Drawing on a lifetime of family home movies and 12 years’ worth of interviews, filmmaker Cindy Kleine uncovers her parents’ secrets and tells a story that could not be shown publicly when her father was still alive — but now her film, Phyllis and Harold, is showing Sunday, August 2, at 7:30 p.m. at the Martha’s Vineyard Hebrew Center in Vineyard Haven. Ms. Kleine will attend and discuss her documentary at the screening.

Imagine making a documentary about your parents, in which confessions go on record that cannot be revealed until one of them has died. That is the extraordinary circumstance Ms. Kleine found herself in as she was making Phyllis and Harold, a documentary about her parents’ 59 disastrous years of marriage. Filmmaker Ken Burns (Jazz, Baseball, The Civil War) calls this frank and fearless chronicle “a masterpiece.”

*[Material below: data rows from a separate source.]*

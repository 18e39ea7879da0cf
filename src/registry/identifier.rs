//! Things `get` knows how to turn into a regularizer

use std::sync::Arc;

use serde::{Deserialize, Serialize};
use serde_json::Value;

use crate::regularizers::{Config, Regularizer};

/// Exchange format of a regularizer: `{"class_name": ..., "config": {...}}`
#[derive(Clone, Debug, PartialEq, Serialize, Deserialize)]
pub struct RegistryEntry {
    /// Registered name of the regularizer
    pub class_name: String,
    /// Constructor parameters
    #[serde(default)]
    pub config: Config,
}

impl RegistryEntry {
    /// Entry with an empty config
    pub fn named(class_name: impl Into<String>) -> Self {
        RegistryEntry {
            class_name: class_name.into(),
            config: Config::new(),
        }
    }
}

/// Input accepted by [`Registry::get`](super::Registry::get)
#[derive(Clone, Debug)]
pub enum Identifier {
    /// No regularization
    None,
    /// A registered name, with default parameters
    Name(String),
    /// A full registry entry
    Entry(RegistryEntry),
    /// A ready regularizer, passed through untouched
    Callable(Arc<dyn Regularizer>),
    /// Anything else; rejected by `get`
    Unrecognized(Value),
}

impl Identifier {
    /// Wrap a regularizer instance
    pub fn callable<R: Regularizer + 'static>(regularizer: R) -> Self {
        Identifier::Callable(Arc::new(regularizer))
    }
}

impl From<Value> for Identifier {
    fn from(value: Value) -> Self {
        match value {
            Value::Null => Identifier::None,
            Value::String(name) => Identifier::Name(name),
            Value::Object(map) => {
                let value = Value::Object(map);
                match RegistryEntry::deserialize(&value) {
                    Ok(entry) => Identifier::Entry(entry),
                    Err(_) => Identifier::Unrecognized(value),
                }
            }
            other => Identifier::Unrecognized(other),
        }
    }
}

impl From<&str> for Identifier {
    fn from(name: &str) -> Self {
        Identifier::Name(name.to_string())
    }
}

impl From<String> for Identifier {
    fn from(name: String) -> Self {
        Identifier::Name(name)
    }
}

impl From<RegistryEntry> for Identifier {
    fn from(entry: RegistryEntry) -> Self {
        Identifier::Entry(entry)
    }
}

impl From<Arc<dyn Regularizer>> for Identifier {
    fn from(regularizer: Arc<dyn Regularizer>) -> Self {
        Identifier::Callable(regularizer)
    }
}

impl<T: Into<Identifier>> From<Option<T>> for Identifier {
    fn from(value: Option<T>) -> Self {
        value.map_or(Identifier::None, Into::into)
    }
}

Twelve and a half years in the making, Phyllis and Harold addresses the effects of secrecy on the Kleine family. Told by Kleine’s mother Phyllis (a would-be Blanche Dubois), her father Harold (a suburban Stanley Kowalski), her sister Ricky, and Kleine herself, this tragically poignant story unfolds and twists and turns in many unexpected directions. In April, the film received the Orson Welles Award for Innovative Filmmaking at the Iowa Independent Film Festival. The film played to a sold-out house at last November’s Boston Jewish Film Festival.

Ms. Kleine is a film and video artist with a prolific career including documentary works that are family dramas; films about eccentric artists and off-the-wall musicians; and deeply personal, poetically framed psychodramas about love lost and spirit gained. Her work has been shown at many festivals and received numerous awards, and she has taught extensively in Boston and New York city. She lives with her husband, theatre director, actor, playwright and painter André Gregory, and their two cats, in New York city and on Cape Cod.

Admission is $10.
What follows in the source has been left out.